Public Debate
The Birth Control Trial
Due to the nature of the crime, the sister's attorney, Jonah Goldstein, aimed simply to avoid jail time rather than attempt to deny the charges. Ethel Byrne's trial began first, on January 4th, 1917, where she was found guilty and sentenced to thirty days in a workhouse (although she was released early due to Sanger's negations with the New York governor). Her response was a hunger strike, which resulted in media attention that the courts had hoped to avoid, and she ended up being force-fed through a tube.
Sanger's trial began on January 29th of the same year, during which she called upon witness testimonies of women who had benefitted from the clinic's services. When the court offered a reduced sentence if Sanger promised to abide by the law, she responded that she would not be able to do so as the law stood, and was found guilty. She was sentenced to thirty days in prison, opting for that over a five-thousand-dollar fine.
The necessary secrecy of the clinic means that there are few surviving physical records of it, which makes verifying specific details about this historical event difficult.
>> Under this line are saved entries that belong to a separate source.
//! # PostgreSQL Store
//!
//! `PgStore` implements the event, purchase and account stores over one pool.
//! Queries are checked at runtime (`query_as` + `bind`); rows map onto the core
//! types through `TryFrom`.
//!
//! Uniqueness is enforced by the schema:
//! - `customers.email` (upsert target)
//! - `event_purchases.razorpay_order_id` (upsert target)
//! - `users.email` (duplicate signup → `Conflict`)

use async_trait::async_trait;
use chrono::{DateTime, NaiveDate, Utc};
use pay_core::{
    AccountStore, Customer, Event, EventFilter, EventStore, NewCustomer, NewEvent,
    NewPurchaseAttempt, NewUser, PaymentError, PaymentResult, Purchase, PurchaseStatus,
    PurchaseStore, Settlement, User,
};
use rust_decimal::Decimal;
use sqlx::{FromRow, PgPool, Postgres, Transaction};
use tracing::{debug, instrument};
use uuid::Uuid;

const EVENT_COLUMNS: &str = "id, price, title, description, event_date, event_time, \
     event_duration, is_hidden, image_url, created_at, updated_at";

const PURCHASE_COLUMNS: &str = "id, event_id, customer_id, amount, currency, description, \
     status, razorpay_order_id, razorpay_payment_id, razorpay_signature, created_at, updated_at";

const USER_COLUMNS: &str = "id, name, email, password_hash, created_at, updated_at";

/// Map a sqlx error onto the core taxonomy
fn db_err(e: sqlx::Error) -> PaymentError {
    if let sqlx::Error::Database(db) = &e {
        if db.is_unique_violation() {
            return PaymentError::Conflict(format!(
                "Duplicate value violates {}",
                db.constraint().unwrap_or("a unique constraint")
            ));
        }
    }
    PaymentError::Database(e.to_string())
}

#[derive(Debug, Clone, FromRow)]
struct EventRow {
    id: Uuid,
    price: Decimal,
    title: String,
    description: Vec<String>,
    event_date: NaiveDate,
    event_time: String,
    event_duration: i32,
    is_hidden: bool,
    image_url: Option<String>,
    created_at: DateTime<Utc>,
    updated_at: DateTime<Utc>,
}

impl From<EventRow> for Event {
    fn from(r: EventRow) -> Self {
        Event {
            id: r.id,
            price: r.price,
            title: r.title,
            description: r.description,
            event_date: r.event_date,
            event_time: r.event_time,
            event_duration: r.event_duration,
            is_hidden: r.is_hidden,
            image_url: r.image_url,
            created_at: r.created_at,
            updated_at: r.updated_at,
        }
    }
}

#[derive(Debug, Clone, FromRow)]
struct PurchaseRow {
    id: Uuid,
    event_id: Uuid,
    customer_id: Uuid,
    amount: i64,
    currency: String,
    description: Option<String>,
    status: String,
    razorpay_order_id: String,
    razorpay_payment_id: Option<String>,
    razorpay_signature: Option<String>,
    created_at: DateTime<Utc>,
    updated_at: DateTime<Utc>,
}

impl TryFrom<PurchaseRow> for Purchase {
    type Error = PaymentError;

    fn try_from(r: PurchaseRow) -> Result<Self, Self::Error> {
        Ok(Purchase {
            id: r.id,
            event_id: r.event_id,
            customer_id: r.customer_id,
            amount: r.amount,
            currency: r.currency,
            description: r.description,
            status: r.status.parse::<PurchaseStatus>()?,
            razorpay_order_id: r.razorpay_order_id,
            razorpay_payment_id: r.razorpay_payment_id,
            razorpay_signature: r.razorpay_signature,
            created_at: r.created_at,
            updated_at: r.updated_at,
        })
    }
}

/// Purchase joined with its customer (customer columns prefixed `c_`)
#[derive(Debug, Clone, FromRow)]
struct PurchaseCustomerRow {
    #[sqlx(flatten)]
    purchase: PurchaseRow,
    c_id: Uuid,
    c_name: String,
    c_email: String,
    c_mobile: String,
    c_created_at: DateTime<Utc>,
    c_updated_at: DateTime<Utc>,
}

impl TryFrom<PurchaseCustomerRow> for (Purchase, Customer) {
    type Error = PaymentError;

    fn try_from(r: PurchaseCustomerRow) -> Result<Self, Self::Error> {
        let customer = Customer {
            id: r.c_id,
            name: r.c_name,
            email: r.c_email,
            mobile: r.c_mobile,
            created_at: r.c_created_at,
            updated_at: r.c_updated_at,
        };
        Ok((r.purchase.try_into()?, customer))
    }
}

#[derive(Debug, Clone, FromRow)]
struct UserRow {
    id: Uuid,
    name: String,
    email: String,
    password_hash: String,
    created_at: DateTime<Utc>,
    updated_at: DateTime<Utc>,
}

impl From<UserRow> for User {
    fn from(r: UserRow) -> Self {
        User {
            id: r.id,
            name: r.name,
            email: r.email,
            password_hash: r.password_hash,
            created_at: r.created_at,
            updated_at: r.updated_at,
        }
    }
}

/// PostgreSQL-backed store
#[derive(Clone)]
pub struct PgStore {
    pool: PgPool,
}

impl PgStore {
    pub fn new(pool: PgPool) -> Self {
        Self { pool }
    }

    /// Apply the bundled migrations.
    pub async fn migrate(&self) -> PaymentResult<()> {
        sqlx::migrate!("./migrations")
            .run(&self.pool)
            .await
            .map_err(|e| PaymentError::Database(format!("Migration failed: {}", e)))?;
        Ok(())
    }

    async fn upsert_customer_in(
        tx: &mut Transaction<'_, Postgres>,
        customer: &NewCustomer,
    ) -> PaymentResult<Uuid> {
        let (id,): (Uuid,) = sqlx::query_as(
            r#"
            INSERT INTO customers (name, email, mobile)
            VALUES ($1, $2, $3)
            ON CONFLICT (email) DO UPDATE
                SET name = EXCLUDED.name,
                    mobile = EXCLUDED.mobile,
                    updated_at = now()
            RETURNING id
            "#,
        )
        .bind(&customer.name)
        .bind(&customer.email)
        .bind(&customer.mobile)
        .fetch_one(&mut **tx)
        .await
        .map_err(db_err)?;
        Ok(id)
    }

    async fn purchase_by_order_id(
        tx: &mut Transaction<'_, Postgres>,
        razorpay_order_id: &str,
    ) -> PaymentResult<Option<Purchase>> {
        sqlx::query_as::<_, PurchaseRow>(&format!(
            "SELECT {} FROM event_purchases WHERE razorpay_order_id = $1",
            PURCHASE_COLUMNS
        ))
        .bind(razorpay_order_id)
        .fetch_optional(&mut **tx)
        .await
        .map_err(db_err)?
        .map(Purchase::try_from)
        .transpose()
    }
}

#[async_trait]
impl EventStore for PgStore {
    async fn find_event(&self, id: Uuid) -> PaymentResult<Option<Event>> {
        let row = sqlx::query_as::<_, EventRow>(&format!(
            "SELECT {} FROM events WHERE id = $1",
            EVENT_COLUMNS
        ))
        .bind(id)
        .fetch_optional(&self.pool)
        .await
        .map_err(db_err)?;
        Ok(row.map(Event::from))
    }

    #[instrument(skip(self))]
    async fn list_events(&self, filter: &EventFilter) -> PaymentResult<Vec<Event>> {
        let rows = sqlx::query_as::<_, EventRow>(&format!(
            r#"
            SELECT {}
            FROM events
            WHERE ($1::uuid IS NULL OR id = $1)
              AND ($2::boolean IS NULL OR is_hidden = $2)
            ORDER BY created_at DESC
            "#,
            EVENT_COLUMNS
        ))
        .bind(filter.id)
        .bind(filter.is_hidden)
        .fetch_all(&self.pool)
        .await
        .map_err(db_err)?;

        debug!(count = rows.len(), "Listed events");
        Ok(rows.into_iter().map(Event::from).collect())
    }

    async fn create_event(&self, event: &NewEvent) -> PaymentResult<Event> {
        let row = sqlx::query_as::<_, EventRow>(&format!(
            r#"
            INSERT INTO events
                (price, title, description, event_date, event_time, event_duration, is_hidden, image_url)
            VALUES ($1, $2, $3, $4, $5, $6, $7, $8)
            RETURNING {}
            "#,
            EVENT_COLUMNS
        ))
        .bind(event.price)
        .bind(&event.title)
        .bind(&event.description)
        .bind(event.event_date)
        .bind(&event.event_time)
        .bind(event.event_duration)
        .bind(event.is_hidden)
        .bind(&event.image_url)
        .fetch_one(&self.pool)
        .await
        .map_err(db_err)?;
        Ok(row.into())
    }

    async fn purchases_for_events(
        &self,
        event_ids: &[Uuid],
    ) -> PaymentResult<Vec<(Purchase, Customer)>> {
        if event_ids.is_empty() {
            return Ok(Vec::new());
        }

        let rows = sqlx::query_as::<_, PurchaseCustomerRow>(
            r#"
            SELECT p.id, p.event_id, p.customer_id, p.amount, p.currency, p.description,
                   p.status, p.razorpay_order_id, p.razorpay_payment_id, p.razorpay_signature,
                   p.created_at, p.updated_at,
                   c.id AS c_id, c.name AS c_name, c.email AS c_email, c.mobile AS c_mobile,
                   c.created_at AS c_created_at, c.updated_at AS c_updated_at
            FROM event_purchases p
            JOIN customers c ON c.id = p.customer_id
            WHERE p.event_id = ANY($1)
            ORDER BY p.created_at
            "#,
        )
        .bind(event_ids.to_vec())
        .fetch_all(&self.pool)
        .await
        .map_err(db_err)?;

        rows.into_iter().map(TryInto::try_into).collect()
    }
}

#[async_trait]
impl PurchaseStore for PgStore {
    async fn upsert_customer(&self, customer: &NewCustomer) -> PaymentResult<Uuid> {
        let mut tx = self.pool.begin().await.map_err(db_err)?;
        let id = Self::upsert_customer_in(&mut tx, customer).await?;
        tx.commit().await.map_err(db_err)?;
        Ok(id)
    }

    #[instrument(skip(self, attempt), fields(order_id = %attempt.razorpay_order_id))]
    async fn record_attempt(&self, attempt: &NewPurchaseAttempt) -> PaymentResult<Purchase> {
        sqlx::query_as::<_, PurchaseRow>(&format!(
            r#"
            INSERT INTO event_purchases
                (event_id, customer_id, amount, currency, description, status, razorpay_order_id)
            VALUES ($1, $2, $3, $4, $5, 'attempted', $6)
            ON CONFLICT (razorpay_order_id) DO UPDATE
                SET amount = EXCLUDED.amount,
                    currency = EXCLUDED.currency,
                    description = EXCLUDED.description,
                    updated_at = now()
            RETURNING {}
            "#,
            PURCHASE_COLUMNS
        ))
        .bind(attempt.event_id)
        .bind(attempt.customer_id)
        .bind(attempt.amount)
        .bind(&attempt.currency)
        .bind(&attempt.description)
        .bind(&attempt.razorpay_order_id)
        .fetch_one(&self.pool)
        .await
        .map_err(db_err)?
        .try_into()
    }

    async fn find_purchase(&self, razorpay_order_id: &str) -> PaymentResult<Option<Purchase>> {
        sqlx::query_as::<_, PurchaseRow>(&format!(
            "SELECT {} FROM event_purchases WHERE razorpay_order_id = $1",
            PURCHASE_COLUMNS
        ))
        .bind(razorpay_order_id)
        .fetch_optional(&self.pool)
        .await
        .map_err(db_err)?
        .map(Purchase::try_from)
        .transpose()
    }

    #[instrument(skip(self, razorpay_signature))]
    async fn mark_failed(
        &self,
        razorpay_order_id: &str,
        razorpay_payment_id: &str,
        razorpay_signature: &str,
    ) -> PaymentResult<Option<Purchase>> {
        let mut tx = self.pool.begin().await.map_err(db_err)?;

        let updated = sqlx::query_as::<_, PurchaseRow>(&format!(
            r#"
            UPDATE event_purchases
               SET status = 'failed',
                   razorpay_payment_id = $2,
                   razorpay_signature = $3,
                   updated_at = now()
             WHERE razorpay_order_id = $1
               AND status NOT IN ('paid', 'refunded')
            RETURNING {}
            "#,
            PURCHASE_COLUMNS
        ))
        .bind(razorpay_order_id)
        .bind(razorpay_payment_id)
        .bind(razorpay_signature)
        .fetch_optional(&mut *tx)
        .await
        .map_err(db_err)?;

        let purchase = match updated {
            Some(row) => Some(row.try_into()?),
            None => Self::purchase_by_order_id(&mut tx, razorpay_order_id).await?,
        };

        tx.commit().await.map_err(db_err)?;
        Ok(purchase)
    }

    #[instrument(skip(self, customer, settlement), fields(order_id = %settlement.razorpay_order_id))]
    async fn settle_paid(
        &self,
        customer: &NewCustomer,
        settlement: &Settlement,
    ) -> PaymentResult<Purchase> {
        let mut tx = self.pool.begin().await.map_err(db_err)?;

        let customer_id = Self::upsert_customer_in(&mut tx, customer).await?;

        let settled = sqlx::query_as::<_, PurchaseRow>(&format!(
            r#"
            INSERT INTO event_purchases
                (event_id, customer_id, amount, currency, description, status,
                 razorpay_order_id, razorpay_payment_id, razorpay_signature)
            VALUES ($1, $2, $3, $4, $5, 'paid', $6, $7, $8)
            ON CONFLICT (razorpay_order_id) DO UPDATE
                SET status = 'paid',
                    razorpay_payment_id = EXCLUDED.razorpay_payment_id,
                    razorpay_signature = EXCLUDED.razorpay_signature,
                    updated_at = now()
                WHERE event_purchases.status NOT IN ('paid', 'refunded')
            RETURNING {}
            "#,
            PURCHASE_COLUMNS
        ))
        .bind(settlement.event_id)
        .bind(customer_id)
        .bind(settlement.amount)
        .bind(&settlement.currency)
        .bind(&settlement.description)
        .bind(&settlement.razorpay_order_id)
        .bind(&settlement.razorpay_payment_id)
        .bind(&settlement.razorpay_signature)
        .fetch_optional(&mut *tx)
        .await
        .map_err(db_err)?;

        let purchase = match settled {
            Some(row) => row.try_into()?,
            // Conflict with a row that is already settled
            None => Self::purchase_by_order_id(&mut tx, &settlement.razorpay_order_id)
                .await?
                .ok_or_else(|| {
                    PaymentError::not_found("Purchase", settlement.razorpay_order_id.clone())
                })?,
        };

        tx.commit().await.map_err(db_err)?;
        Ok(purchase)
    }
}

#[async_trait]
impl AccountStore for PgStore {
    async fn find_user_by_email(&self, email: &str) -> PaymentResult<Option<User>> {
        let row = sqlx::query_as::<_, UserRow>(&format!(
            "SELECT {} FROM users WHERE email = $1",
            USER_COLUMNS
        ))
        .bind(email)
        .fetch_optional(&self.pool)
        .await
        .map_err(db_err)?;
        Ok(row.map(User::from))
    }

    async fn create_user(&self, user: &NewUser) -> PaymentResult<User> {
        let row = sqlx::query_as::<_, UserRow>(&format!(
            r#"
            INSERT INTO users (name, email, password_hash)
            VALUES ($1, $2, $3)
            RETURNING {}
            "#,
            USER_COLUMNS
        ))
        .bind(&user.name)
        .bind(&user.email)
        .bind(&user.password_hash)
        .fetch_one(&self.pool)
        .await
        .map_err(|e| match db_err(e) {
            PaymentError::Conflict(_) => PaymentError::Conflict("Email already registered".into()),
            other => other,
        })?;
        Ok(row.into())
    }
}
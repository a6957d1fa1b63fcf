//! # Accounts & Tokens
//!
//! Signup/login over the account store, argon2 password hashes, HS256 tokens, and
//! the extractors that turn an `Authorization` header into a caller.

use crate::handlers::{payment_error_to_response, ApiError};
use crate::state::AppState;
use argon2::{password_hash::SaltString, Argon2, PasswordHash, PasswordHasher, PasswordVerifier};
use axum::{extract::FromRequestParts, http::request::Parts};
use chrono::Utc;
use jsonwebtoken::{decode, encode, Algorithm, DecodingKey, EncodingKey, Header, Validation};
use lazy_static::lazy_static;
use pay_core::{BoxedAccountStore, NewUser, PaymentError, PaymentResult, PublicUser};
use rand::rngs::OsRng;
use regex::Regex;
use serde::{Deserialize, Serialize};
use std::time::Duration;
use tracing::{debug, error, info, instrument, warn};
use uuid::Uuid;

const MIN_PASSWORD_LEN: usize = 6;
const INVALID_CREDENTIALS: &str = "Invalid email or password";

pub fn is_valid_email(email: &str) -> bool {
    lazy_static! {
        static ref EMAIL_RE: Option<Regex> = Regex::new(r"^[^\s@]+@[^\s@]+\.[^\s@]+$").ok();
    }
    EMAIL_RE.as_ref().is_some_and(|re| re.is_match(email))
}

pub fn hash_password(plain: &str) -> PaymentResult<String> {
    let salt = SaltString::generate(&mut OsRng);
    let hash = Argon2::default()
        .hash_password(plain.as_bytes(), &salt)
        .map_err(|e| {
            error!(error = %e, "argon2 hash_password error");
            PaymentError::Internal(e.to_string())
        })?
        .to_string();
    Ok(hash)
}

pub fn verify_password(plain: &str, hash: &str) -> PaymentResult<bool> {
    let parsed = PasswordHash::new(hash).map_err(|e| {
        error!(error = %e, "argon2 parse hash error");
        PaymentError::Internal(e.to_string())
    })?;
    Ok(Argon2::default()
        .verify_password(plain.as_bytes(), &parsed)
        .is_ok())
}

/// Token payload
#[derive(Debug, Clone, PartialEq, Eq, Serialize, Deserialize)]
pub struct Claims {
    pub id: Uuid,
    pub email: String,
    pub name: String,
    pub iat: i64,
    #[serde(default, skip_serializing_if = "Option::is_none")]
    pub exp: Option<i64>,
}

/// HS256 signing and verification keys
#[derive(Clone)]
pub struct JwtKeys {
    encoding: EncodingKey,
    decoding: DecodingKey,
    /// Tokens never expire when unset
    ttl: Option<Duration>,
}

impl JwtKeys {
    pub fn new(secret: &str, ttl: Option<Duration>) -> Self {
        Self {
            encoding: EncodingKey::from_secret(secret.as_bytes()),
            decoding: DecodingKey::from_secret(secret.as_bytes()),
            ttl,
        }
    }

    pub fn sign(&self, user: &PublicUser) -> PaymentResult<String> {
        let now = Utc::now().timestamp();
        let claims = Claims {
            id: user.id,
            email: user.email.clone(),
            name: user.name.clone(),
            iat: now,
            exp: self.ttl.map(|ttl| now + ttl.as_secs() as i64),
        };
        let token = encode(&Header::new(Algorithm::HS256), &claims, &self.encoding)
            .map_err(|e| PaymentError::Internal(format!("jwt sign failed: {}", e)))?;
        debug!(user_id = %user.id, "jwt signed");
        Ok(token)
    }

    pub fn verify(&self, token: &str) -> PaymentResult<Claims> {
        let mut validation = Validation::new(Algorithm::HS256);
        if self.ttl.is_none() {
            validation.validate_exp = false;
            validation.required_spec_claims.clear();
        }

        let data = decode::<Claims>(token, &self.decoding, &validation).map_err(|e| {
            match e.kind() {
                jsonwebtoken::errors::ErrorKind::ExpiredSignature => {
                    PaymentError::Unauthorized("Token expired".into())
                }
                _ => PaymentError::Unauthorized("Invalid token".into()),
            }
        })?;
        Ok(data.claims)
    }
}

#[derive(Debug, Clone, Default, Deserialize)]
pub struct SignupRequest {
    #[serde(default)]
    pub name: Option<String>,
    #[serde(default)]
    pub email: Option<String>,
    #[serde(default)]
    pub password: Option<String>,
}

#[derive(Debug, Clone, Default, Deserialize)]
pub struct LoginRequest {
    #[serde(default)]
    pub email: Option<String>,
    #[serde(default)]
    pub password: Option<String>,
}

/// Returned by signup and login
#[derive(Debug, Clone, Serialize)]
pub struct AuthPayload {
    pub user: PublicUser,
    pub token: String,
}

fn present(value: &Option<String>) -> Option<&str> {
    value.as_deref().map(str::trim).filter(|v| !v.is_empty())
}

async fn hash_blocking(password: String) -> PaymentResult<String> {
    tokio::task::spawn_blocking(move || hash_password(&password))
        .await
        .map_err(|e| PaymentError::Internal(format!("hash task failed: {}", e)))?
}

async fn verify_blocking(password: String, hash: String) -> PaymentResult<bool> {
    tokio::task::spawn_blocking(move || verify_password(&password, &hash))
        .await
        .map_err(|e| PaymentError::Internal(format!("verify task failed: {}", e)))?
}

pub struct AccountService {
    store: BoxedAccountStore,
    jwt: JwtKeys,
}

impl AccountService {
    pub fn new(store: BoxedAccountStore, jwt: JwtKeys) -> Self {
        Self { store, jwt }
    }

    #[instrument(skip(self, request))]
    pub async fn signup(&self, request: &SignupRequest) -> PaymentResult<AuthPayload> {
        let (Some(name), Some(email), Some(password)) = (
            present(&request.name),
            present(&request.email),
            request.password.as_deref().filter(|p| !p.is_empty()),
        ) else {
            return Err(PaymentError::InvalidInput(
                "Missing required fields: name, email, password".into(),
            ));
        };

        let email = email.to_lowercase();
        if !is_valid_email(&email) {
            warn!(email = %email, "invalid email");
            return Err(PaymentError::InvalidInput(
                "Please provide a valid email address".into(),
            ));
        }

        if password.chars().count() < MIN_PASSWORD_LEN {
            return Err(PaymentError::InvalidInput(format!(
                "Password must be at least {} characters long",
                MIN_PASSWORD_LEN
            )));
        }

        if self.store.find_user_by_email(&email).await?.is_some() {
            warn!(email = %email, "email already registered");
            return Err(PaymentError::Conflict(
                "User with this email already exists".into(),
            ));
        }

        let password_hash = hash_blocking(password.to_string()).await?;
        let user: PublicUser = self
            .store
            .create_user(&NewUser {
                name: name.to_string(),
                email,
                password_hash,
            })
            .await?
            .into();

        let token = self.jwt.sign(&user)?;
        info!(user_id = %user.id, "User created");
        Ok(AuthPayload { user, token })
    }

    #[instrument(skip(self, request))]
    pub async fn login(&self, request: &LoginRequest) -> PaymentResult<AuthPayload> {
        let (Some(email), Some(password)) = (
            present(&request.email),
            request.password.as_deref().filter(|p| !p.is_empty()),
        ) else {
            return Err(PaymentError::InvalidInput(
                "Missing required fields: email, password".into(),
            ));
        };

        let Some(user) = self.store.find_user_by_email(&email.to_lowercase()).await? else {
            return Err(PaymentError::Unauthorized(INVALID_CREDENTIALS.into()));
        };

        if !verify_blocking(password.to_string(), user.password_hash.clone()).await? {
            warn!(user_id = %user.id, "password mismatch");
            return Err(PaymentError::Unauthorized(INVALID_CREDENTIALS.into()));
        }

        let user = PublicUser::from(user);
        let token = self.jwt.sign(&user)?;
        Ok(AuthPayload { user, token })
    }
}

fn bearer_token(parts: &Parts) -> Option<&str> {
    let raw = parts
        .headers
        .get(axum::http::header::AUTHORIZATION)?
        .to_str()
        .ok()?
        .trim();

    let token = raw
        .strip_prefix("Bearer ")
        .or_else(|| raw.strip_prefix("bearer "))
        .unwrap_or(raw)
        .trim();

    (!token.is_empty()).then_some(token)
}

/// Caller identity if a valid token was supplied. A missing or bad token is
/// anonymous, never a rejection.
pub struct MaybeUser(pub Option<Claims>);

impl MaybeUser {
    pub fn is_admin(&self, state: &AppState) -> bool {
        self.0
            .as_ref()
            .is_some_and(|claims| state.config.is_admin(&claims.email))
    }
}

impl FromRequestParts<AppState> for MaybeUser {
    type Rejection = std::convert::Infallible;

    async fn from_request_parts(
        parts: &mut Parts,
        state: &AppState,
    ) -> Result<Self, Self::Rejection> {
        let claims = bearer_token(parts).and_then(|token| match state.jwt.verify(token) {
            Ok(claims) => Some(claims),
            Err(e) => {
                debug!(error = %e, "ignoring invalid token");
                None
            }
        });
        Ok(MaybeUser(claims))
    }
}

/// Authenticated caller on the admin allow-list
pub struct AdminUser(pub Claims);

impl FromRequestParts<AppState> for AdminUser {
    type Rejection = ApiError;

    async fn from_request_parts(
        parts: &mut Parts,
        state: &AppState,
    ) -> Result<Self, Self::Rejection> {
        Self::authorize(parts, state).map_err(payment_error_to_response)
    }
}

impl AdminUser {
    fn authorize(parts: &Parts, state: &AppState) -> PaymentResult<Self> {
        let token = bearer_token(parts).ok_or_else(|| {
            PaymentError::Unauthorized(
                "Unauthorized: Authorization header with JWT is required".into(),
            )
        })?;

        let claims = state.jwt.verify(token)?;
        if !state.config.is_admin(&claims.email) {
            warn!(email = %claims.email, "non-admin attempted an admin operation");
            return Err(PaymentError::Unauthorized("Admin access required".into()));
        }
        Ok(AdminUser(claims))
    }
}

#[cfg(test)]
mod tests {
    use super::*;
    use pay_core::memory::MemoryStore;
    use std::sync::Arc;

    fn service(ttl: Option<Duration>) -> AccountService {
        AccountService::new(Arc::new(MemoryStore::new()), JwtKeys::new("test-secret", ttl))
    }

    fn signup(name: &str, email: &str, password: &str) -> SignupRequest {
        SignupRequest {
            name: Some(name.into()),
            email: Some(email.into()),
            password: Some(password.into()),
        }
    }

    #[test]
    fn test_email_shape() {
        assert!(is_valid_email("asha@example.com"));
        assert!(is_valid_email("a.b+c@sub.example.in"));
        assert!(!is_valid_email("asha@example"));
        assert!(!is_valid_email("asha example@x.com"));
        assert!(!is_valid_email("@example.com"));
    }

    #[test]
    fn test_password_hash_roundtrip() {
        let hash = hash_password("correct-horse").unwrap();
        assert!(verify_password("correct-horse", &hash).unwrap());
        assert!(!verify_password("wrong-horse", &hash).unwrap());
        assert!(verify_password("anything", "not-a-valid-hash").is_err());
    }

    #[test]
    fn test_token_without_ttl_has_no_exp() {
        let keys = JwtKeys::new("test-secret", None);
        let user = PublicUser {
            id: Uuid::new_v4(),
            name: "Mohit".into(),
            email: "mohit@example.com".into(),
            created_at: Utc::now(),
            updated_at: Utc::now(),
        };

        let claims = keys.verify(&keys.sign(&user).unwrap()).unwrap();
        assert_eq!(claims.id, user.id);
        assert_eq!(claims.email, "mohit@example.com");
        assert_eq!(claims.exp, None);
    }

    #[test]
    fn test_token_with_ttl_and_wrong_secret() {
        let keys = JwtKeys::new("test-secret", Some(Duration::from_secs(3600)));
        let user = PublicUser {
            id: Uuid::new_v4(),
            name: "Mohit".into(),
            email: "mohit@example.com".into(),
            created_at: Utc::now(),
            updated_at: Utc::now(),
        };
        let token = keys.sign(&user).unwrap();

        let claims = keys.verify(&token).unwrap();
        assert_eq!(claims.exp, Some(claims.iat + 3600));

        let other = JwtKeys::new("other-secret", None);
        assert!(matches!(
            other.verify(&token),
            Err(PaymentError::Unauthorized(_))
        ));
    }

    #[tokio::test]
    async fn test_signup_then_login() {
        let accounts = service(None);

        let created = accounts
            .signup(&signup("Mohit", "  Mohit@Example.com ", "secret1"))
            .await
            .unwrap();
        assert_eq!(created.user.email, "mohit@example.com");

        let login = accounts
            .login(&LoginRequest {
                email: Some("MOHIT@example.com".into()),
                password: Some("secret1".into()),
            })
            .await
            .unwrap();
        assert_eq!(login.user.id, created.user.id);
        assert!(!login.token.is_empty());
    }

    #[tokio::test]
    async fn test_signup_validation() {
        let accounts = service(None);

        let err = accounts
            .signup(&SignupRequest {
                name: Some("Mohit".into()),
                ..Default::default()
            })
            .await
            .unwrap_err();
        assert_eq!(err.to_string(), "Missing required fields: name, email, password");

        let err = accounts
            .signup(&signup("Mohit", "mohit@", "secret1"))
            .await
            .unwrap_err();
        assert_eq!(err.status_code(), 400);

        let err = accounts
            .signup(&signup("Mohit", "mohit@example.com", "12345"))
            .await
            .unwrap_err();
        assert_eq!(err.to_string(), "Password must be at least 6 characters long");
    }

    #[tokio::test]
    async fn test_duplicate_signup_conflicts() {
        let accounts = service(None);
        accounts
            .signup(&signup("Mohit", "mohit@example.com", "secret1"))
            .await
            .unwrap();

        let err = accounts
            .signup(&signup("Other", "MOHIT@example.com", "secret2"))
            .await
            .unwrap_err();
        assert!(matches!(err, PaymentError::Conflict(_)));
    }

    #[tokio::test]
    async fn test_login_failures_share_message() {
        let accounts = service(None);
        accounts
            .signup(&signup("Mohit", "mohit@example.com", "secret1"))
            .await
            .unwrap();

        for (email, password) in [("mohit@example.com", "wrong!!"), ("nobody@example.com", "secret1")] {
            let err = accounts
                .login(&LoginRequest {
                    email: Some(email.into()),
                    password: Some(password.into()),
                })
                .await
                .unwrap_err();
            assert_eq!(err.to_string(), "Invalid email or password");
            assert_eq!(err.status_code(), 401);
        }
    }
}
Despite the closure of the clinic, the trial succeeded in prompting a more public conversation about birth control and served as the foundation for Sanger's work in propelling the movement for women's reproductive rights.
Opposing Views
At the time, the United States was one of the only Western nations with laws prohibiting and limiting birth control and related materials. The general view held by other nations, like England was that it was immoral to force a woman to carry an unwanted pregnancy, and they viewed the United States as lacking progress in this regard, referring to it as "enslaved by Comstockery" (Pioneers of birth control in England and America).
The image to the right is an excerpt from a book published by American and English proponents of birth control. The specific page shown demonstrates how English reformers saw the disallowance of Sanger's work as unbecoming of a civilized society like the United States. Europe had made far more progress in their acceptance and provision of birth control, and Sanger had actually fled there to study birth control for a year after her first violation of the Comstock Act.
Comstock had influenced a view within the United States government that contraceptives were impure and offensive and would lead to corruption, which was not a perspective commonly held overseas.